VILIP-1, a member of the neuronal Ca(2+) sensor
protein family, is able to act as a
tumor suppressor in
carcinoma cells by inhibiting cell proliferation and migration. In order to study the role of VILIP-1 in skin
carcinogenesis we generated transgenic mice overexpressing VILIP-1 in epidermis under the control of the bovine
keratin K5 promoter (K5-VILIP-1). We studied the susceptibility of FVB wild type and VILIP-1 transgenic mice to chemically mediated
carcinogenesis. After 30 weeks of treatment with a two-stage
carcinogenesis protocol, all animals showed numerous skin
tumors. Nevertheless, K5-VILIP-1 mice showed decreased
squamous cell carcinoma (SCC) multiplicity of approximately 49% (p<0.02) with respect to the corresponding SCC multiplicity observed in wild type (WT) mice.
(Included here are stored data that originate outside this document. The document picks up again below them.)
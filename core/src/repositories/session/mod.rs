pub mod r#trait {
    pub use super::trait_::*;
}
#[path = "trait.rs"]
mod trait_;

pub use r#trait::SessionRepository;

#[cfg(test)]
pub mod mock;
#[cfg(test)]
pub use mock::MockSessionRepository;

#[cfg(test)]
mod tests;
//! Core data types used across the scalper

use chrono::{DateTime, Duration, NaiveDate, NaiveTime};
use chrono_tz::Tz;
use serde::{Deserialize, Serialize};
use thiserror::Error;

use crate::error::ScalperError;

/// Validation errors for bar data
#[derive(Debug, Error)]
pub enum BarValidationError {
    #[error("high ({high}) must be >= low ({low})")]
    HighLessThanLow { high: f64, low: f64 },

    #[error("volume ({0}) must be >= 0")]
    NegativeVolume(f64),

    #[error("open ({open}) must be between low ({low}) and high ({high})")]
    OpenOutOfRange { open: f64, low: f64, high: f64 },

    #[error("close ({close}) must be between low ({low}) and high ({high})")]
    CloseOutOfRange { close: f64, low: f64, high: f64 },

    #[error("prices must be positive: open={open}, high={high}, low={low}, close={close}")]
    NonPositivePrice {
        open: f64,
        high: f64,
        low: f64,
        close: f64,
    },

    #[error("timestamps must be strictly increasing: {current} follows {previous}")]
    OutOfOrder { previous: String, current: String },
}

/// OHLCV bar stamped in exchange-local time (bar open)
#[derive(Debug, Clone, PartialEq, Serialize)]
pub struct Bar {
    pub timestamp: DateTime<Tz>,
    pub open: f64,
    pub high: f64,
    pub low: f64,
    pub close: f64,
    pub volume: f64,
}

impl Bar {
    /// Create a new bar with validation
    pub fn new(
        timestamp: DateTime<Tz>,
        open: f64,
        high: f64,
        low: f64,
        close: f64,
        volume: f64,
    ) -> Result<Self, BarValidationError> {
        let bar = Self::new_unchecked(timestamp, open, high, low, close, volume);
        bar.validate()?;
        Ok(bar)
    }

    /// Create a bar without validation (for trusted sources or when validation is done separately)
    pub fn new_unchecked(
        timestamp: DateTime<Tz>,
        open: f64,
        high: f64,
        low: f64,
        close: f64,
        volume: f64,
    ) -> Self {
        Self {
            timestamp,
            open,
            high,
            low,
            close,
            volume,
        }
    }

    /// Validate the bar data
    pub fn validate(&self) -> Result<(), BarValidationError> {
        if self.open <= 0.0 || self.high <= 0.0 || self.low <= 0.0 || self.close <= 0.0 {
            return Err(BarValidationError::NonPositivePrice {
                open: self.open,
                high: self.high,
                low: self.low,
                close: self.close,
            });
        }

        if self.high < self.low {
            return Err(BarValidationError::HighLessThanLow {
                high: self.high,
                low: self.low,
            });
        }

        if self.volume < 0.0 {
            return Err(BarValidationError::NegativeVolume(self.volume));
        }

        if self.open < self.low || self.open > self.high {
            return Err(BarValidationError::OpenOutOfRange {
                open: self.open,
                low: self.low,
                high: self.high,
            });
        }

        if self.close < self.low || self.close > self.high {
            return Err(BarValidationError::CloseOutOfRange {
                close: self.close,
                low: self.low,
                high: self.high,
            });
        }

        Ok(())
    }

    /// Exchange-local trading date of the bar
    pub fn date(&self) -> NaiveDate {
        self.timestamp.date_naive()
    }

    /// Exchange-local wall-clock time of the bar open
    pub fn time(&self) -> NaiveTime {
        self.timestamp.time()
    }

    pub fn is_bullish(&self) -> bool {
        self.close > self.open
    }

    pub fn is_bearish(&self) -> bool {
        self.close < self.open
    }
}

/// Bar granularity supported by the engine
#[derive(Debug, Clone, Copy, PartialEq, Eq, Hash, Serialize, Deserialize)]
pub enum Interval {
    #[serde(rename = "1d")]
    Daily,
    #[serde(rename = "15m")]
    FifteenMinute,
    #[serde(rename = "5m")]
    FiveMinute,
}

impl Interval {
    /// Length of one bar
    pub fn duration(self) -> Duration {
        match self {
            Interval::Daily => Duration::days(1),
            Interval::FifteenMinute => Duration::minutes(15),
            Interval::FiveMinute => Duration::minutes(5),
        }
    }

    /// Short label used in file names (`AAPL_5m.csv`)
    pub fn as_str(self) -> &'static str {
        match self {
            Interval::Daily => "1d",
            Interval::FifteenMinute => "15m",
            Interval::FiveMinute => "5m",
        }
    }
}

impl std::str::FromStr for Interval {
    type Err = ScalperError;

    fn from_str(s: &str) -> Result<Self, Self::Err> {
        match s {
            "1d" | "1D" | "1Day" => Ok(Interval::Daily),
            "15m" | "15Min" => Ok(Interval::FifteenMinute),
            "5m" | "5Min" => Ok(Interval::FiveMinute),
            _ => Err(ScalperError::InvalidConfiguration(format!(
                "unsupported interval '{}'. Use '1d', '15m' or '5m'",
                s
            ))),
        }
    }
}

impl std::fmt::Display for Interval {
    fn fmt(&self, f: &mut std::fmt::Formatter<'_>) -> std::fmt::Result {
        f.write_str(self.as_str())
    }
}

/// Ordered bars for one symbol at one granularity.
///
/// Timestamps are strictly increasing; the series is read-only once built.
#[derive(Debug, Clone)]
pub struct BarSeries {
    symbol: Symbol,
    interval: Interval,
    bars: Vec<Bar>,
}

impl BarSeries {
    /// Build a series, rejecting duplicate or out-of-order timestamps
    pub fn new(symbol: Symbol, interval: Interval, bars: Vec<Bar>) -> Result<Self, BarValidationError> {
        if let Some(w) = bars.windows(2).find(|w| w[1].timestamp <= w[0].timestamp) {
            return Err(BarValidationError::OutOfOrder {
                previous: w[0].timestamp.to_rfc3339(),
                current: w[1].timestamp.to_rfc3339(),
            });
        }
        Ok(Self {
            symbol,
            interval,
            bars,
        })
    }

    /// Sort and de-duplicate raw provider output before building the series
    pub fn from_unsorted(symbol: Symbol, interval: Interval, mut bars: Vec<Bar>) -> Self {
        bars.sort_by_key(|b| b.timestamp);
        bars.dedup_by_key(|b| b.timestamp);
        Self {
            symbol,
            interval,
            bars,
        }
    }

    pub fn empty(symbol: Symbol, interval: Interval) -> Self {
        Self {
            symbol,
            interval,
            bars: Vec::new(),
        }
    }

    pub fn symbol(&self) -> &Symbol {
        &self.symbol
    }

    pub fn interval(&self) -> Interval {
        self.interval
    }

    pub fn bars(&self) -> &[Bar] {
        &self.bars
    }

    pub fn len(&self) -> usize {
        self.bars.len()
    }

    pub fn is_empty(&self) -> bool {
        self.bars.is_empty()
    }

    /// Bars whose local date equals `date`
    pub fn on_date(&self, date: NaiveDate) -> &[Bar] {
        let start = self.bars.partition_point(|b| b.date() < date);
        let end = self.bars.partition_point(|b| b.date() <= date);
        &self.bars[start..end]
    }

    /// Bars dated strictly before `date`
    pub fn before_date(&self, date: NaiveDate) -> &[Bar] {
        let end = self.bars.partition_point(|b| b.date() < date);
        &self.bars[..end]
    }

    /// Distinct trading dates in chronological order
    pub fn trading_dates(&self) -> Vec<NaiveDate> {
        let mut dates: Vec<NaiveDate> = self.bars.iter().map(Bar::date).collect();
        dates.dedup();
        dates
    }

    /// Bars whose interval has fully elapsed at `now`
    pub fn completed_at(&self, now: DateTime<Tz>) -> &[Bar] {
        let step = self.interval.duration();
        let end = self.bars.partition_point(|b| b.timestamp + step <= now);
        &self.bars[..end]
    }
}

/// Ticker symbol using Arc<str> for cheap cloning
#[derive(Debug, Clone, PartialEq, Eq, Hash, PartialOrd, Ord, Serialize, Deserialize)]
#[serde(transparent)]
pub struct Symbol(#[serde(with = "arc_str_serde")] std::sync::Arc<str>);

mod arc_str_serde {
    use serde::{Deserialize, Deserializer, Serializer};
    use std::sync::Arc;

    pub fn serialize<S>(value: &Arc<str>, serializer: S) -> Result<S::Ok, S::Error>
    where
        S: Serializer,
    {
        serializer.serialize_str(value)
    }

    pub fn deserialize<'de, D>(deserializer: D) -> Result<Arc<str>, D::Error>
    where
        D: Deserializer<'de>,
    {
        let s = String::deserialize(deserializer)?;
        Ok(Arc::from(s.as_str()))
    }
}

impl Symbol {
    pub fn new(s: impl AsRef<str>) -> Self {
        Symbol(std::sync::Arc::from(s.as_ref().to_uppercase().as_str()))
    }

    pub fn as_str(&self) -> &str {
        &self.0
    }
}

impl std::fmt::Display for Symbol {
    fn fmt(&self, f: &mut std::fmt::Formatter<'_>) -> std::fmt::Result {
        f.pad(&self.0)
    }
}

/// Trade direction
#[derive(Debug, Clone, Copy, PartialEq, Eq, Hash, Serialize, Deserialize)]
#[serde(rename_all = "UPPERCASE")]
pub enum Direction {
    Long,
    Short,
}

impl std::fmt::Display for Direction {
    fn fmt(&self, f: &mut std::fmt::Formatter<'_>) -> std::fmt::Result {
        match self {
            Direction::Long => f.pad("LONG"),
            Direction::Short => f.pad("SHORT"),
        }
    }
}

/// Candlestick reversal pattern
#[derive(Debug, Clone, Copy, PartialEq, Eq, Hash, Serialize, Deserialize)]
#[serde(rename_all = "snake_case")]
pub enum Pattern {
    Hammer,
    InvertedHammer,
    BullishEngulfing,
    BearishEngulfing,
}

impl Pattern {
    /// Direction this pattern signals a reversal toward
    pub fn direction(self) -> Direction {
        match self {
            Pattern::Hammer | Pattern::BullishEngulfing => Direction::Long,
            Pattern::InvertedHammer | Pattern::BearishEngulfing => Direction::Short,
        }
    }

    /// Two-bar patterns need the previous bar for parameterization
    pub fn uses_previous(self) -> bool {
        matches!(self, Pattern::BullishEngulfing | Pattern::BearishEngulfing)
    }

    pub fn as_str(self) -> &'static str {
        match self {
            Pattern::Hammer => "hammer",
            Pattern::InvertedHammer => "inverted_hammer",
            Pattern::BullishEngulfing => "bullish_engulfing",
            Pattern::BearishEngulfing => "bearish_engulfing",
        }
    }
}

impl std::fmt::Display for Pattern {
    fn fmt(&self, f: &mut std::fmt::Formatter<'_>) -> std::fmt::Result {
        f.pad(self.as_str())
    }
}

/// Opening-range reference levels
#[derive(Debug, Clone, Copy, PartialEq, Serialize)]
pub struct SessionBox {
    pub high: f64,
    pub low: f64,
}

/// Where a bar sits relative to the box
#[derive(Debug, Clone, Copy, PartialEq, Eq)]
pub enum BoxZone {
    /// Low pierced the box low: only long reversals are considered
    LongZone,
    /// High pierced the box high: only short reversals are considered
    ShortZone,
    InsideBox,
}

impl SessionBox {
    pub fn new(high: f64, low: f64) -> Result<Self, ScalperError> {
        if high < low {
            return Err(ScalperError::InsufficientData(format!(
                "box high {} below box low {}",
                high, low
            )));
        }
        Ok(Self { high, low })
    }

    pub fn range(&self) -> f64 {
        self.high - self.low
    }

    /// Breakout classification; strict comparisons, low side checked first
    pub fn zone(&self, bar: &Bar) -> BoxZone {
        if bar.low < self.low {
            BoxZone::LongZone
        } else if bar.high > self.high {
            BoxZone::ShortZone
        } else {
            BoxZone::InsideBox
        }
    }
}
In addition, the relative percentage of low-grade cutaneous SCCs grade I (defined by the differentiation pattern according to the Broders grading scale) increased approximately 50% in the K5-VILIP1 mice when compared with SCCs in WT mice. Similar tendency was observed using a complete
carcinogenesis protocol for skin
carcinogenesis using
benzo(a)pyrene (B(a)P). Further studies of
tumors and primary epidermal keratinocyte cultures showed that
matrix metalloproteinase 9 (MMP-9) levels and cell proliferation decreased in K5-VILIP-1 mice when compared with their wild counterparts. In addition
tissue inhibitor of metalloproteinase 1 (TIMP-1) expression was higher in K5-VILIP-1 keratinocytes. These results show that VILIP-1 overexpression decreases the susceptibility to skin
carcinogenesis in experimental mouse
cancer models, thus supporting its role as a tumor suppressor gene.